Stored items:
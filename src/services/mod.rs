//! Service layer: remote API client, sync engine, notifications.

pub mod notify;
pub mod remote;
pub mod sync;
//! Best-effort notification to the internal tracking endpoint.
//!
//! Fired when a patch turns `sync_internal` on. Spawn-and-forget: failures
//! are logged and swallowed, and must never fail the patch that triggered
//! them.

use crate::models::Item;
use serde::Serialize;
use std::sync::OnceLock;
use std::time::Duration;

#[derive(Serialize)]
#[serde(rename_all = "camelCase")]
struct SyncNotification {
    kind: String,
    repo_full_name: String,
    key: String,
    title: String,
    url: String,
    assignee: String,
    priority: i64,
}

/// Spawn a fire-and-forget POST of the item to the internal endpoint.
///
/// No-op when no endpoint is configured.
pub fn spawn_internal_sync(endpoint: Option<&str>, item: &Item) {
    let Some(endpoint) = endpoint else {
        return;
    };
    let endpoint = endpoint.to_string();
    let payload = SyncNotification {
        kind: item.kind.clone(),
        repo_full_name: item.repo_full_name.clone(),
        key: item.external_key.clone(),
        title: item.title.clone(),
        url: item.url.clone(),
        assignee: item.assignee.clone(),
        priority: item.priority,
    };

    tokio::spawn(async move {
        let Some(client) = http_client() else {
            tracing::warn!("internal-sync notification skipped");
            return;
        };

        match client.post(&endpoint).json(&payload).send().await {
            Ok(res) if res.status().is_success() => {
                tracing::debug!(endpoint = %endpoint, "internal-sync notification delivered");
            }
            Ok(res) => {
                tracing::warn!(
                    endpoint = %endpoint,
                    status = res.status().as_u16(),
                    "internal-sync notification rejected"
                );
            }
            Err(e) => {
                tracing::warn!(endpoint = %endpoint, error = %e, "internal-sync notification failed");
            }
        }
    });
}

/// Process-wide client for notifications, built on first use.
fn http_client() -> Option<&'static reqwest::Client> {
    static CLIENT: OnceLock<Option<reqwest::Client>> = OnceLock::new();
    CLIENT
        .get_or_init(|| {
            reqwest::Client::builder()
                .timeout(Duration::from_secs(10))
                .build()
                .map_err(|e| tracing::warn!(error = %e, "notification client unavailable"))
                .ok()
        })
        .as_ref()
}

### Exercise directions
The records above must each be restated exactly as they stand.

### Response area
filename src/services/mod.rs
//! Service layer: remote API client, sync engine, notifications.

pub mod notify;
pub mod remote;
pub mod sync;
//! Best-effort notification to the internal tracking endpoint.
//!
//! Fired when a patch turns `sync_internal` on. Spawn-and-forget: failures
//! are logged and swallowed, and must never fail the patch that triggered
//! them.

use crate::models::Item;
use serde::Serialize;
use std::sync::OnceLock;
use std::time::Duration;

#[derive(Serialize)]
#[serde(rename_all = "camelCase")]
struct SyncNotification {
    kind: String,
    repo_full_name: String,
    key: String,
    title: String,
    url: String,
    assignee: String,
    priority: i64,
}

/// Spawn a fire-and-forget POST of the item to the internal endpoint.
///
/// No-op when no endpoint is configured.
pub fn spawn_internal_sync(endpoint: Option<&str>, item: &Item) {
    let Some(endpoint) = endpoint else {
        return;
    };
    let endpoint = endpoint.to_string();
    let payload = SyncNotification {
        kind: item.kind.clone(),
        repo_full_name: item.repo_full_name.clone(),
        key: item.external_key.clone(),
        title: item.title.clone(),
        url: item.url.clone(),
        assignee: item.assignee.clone(),
        priority: item.priority,
    };

    tokio::spawn(async move {
        let Some(client) = http_client() else {
            tracing::warn!("internal-sync notification skipped");
            return;
        };

        match client.post(&endpoint).json(&payload).send().await {
            Ok(res) if res.status().is_success() => {
                tracing::debug!(endpoint = %endpoint, "internal-sync notification delivered");
            }
            Ok(res) => {
                tracing::warn!(
                    endpoint = %endpoint,
                    status = res.status().as_u16(),
                    "internal-sync notification rejected"
                );
            }
            Err(e) => {
                tracing::warn!(endpoint = %endpoint, error = %e, "internal-sync notification failed");
            }
        }
    });
}

/// Process-wide client for notifications, built on first use.
fn http_client() -> Option<&'static reqwest::Client> {
    static CLIENT: OnceLock<Option<reqwest::Client>> = OnceLock::new();
    CLIENT
        .get_or_init(|| {
            reqwest::Client::builder()
                .timeout(Duration::from_secs(10))
                .build()
                .map_err(|e| tracing::warn!(error = %e, "notification client unavailable"))
                .ok()
        })
        .as_ref()
}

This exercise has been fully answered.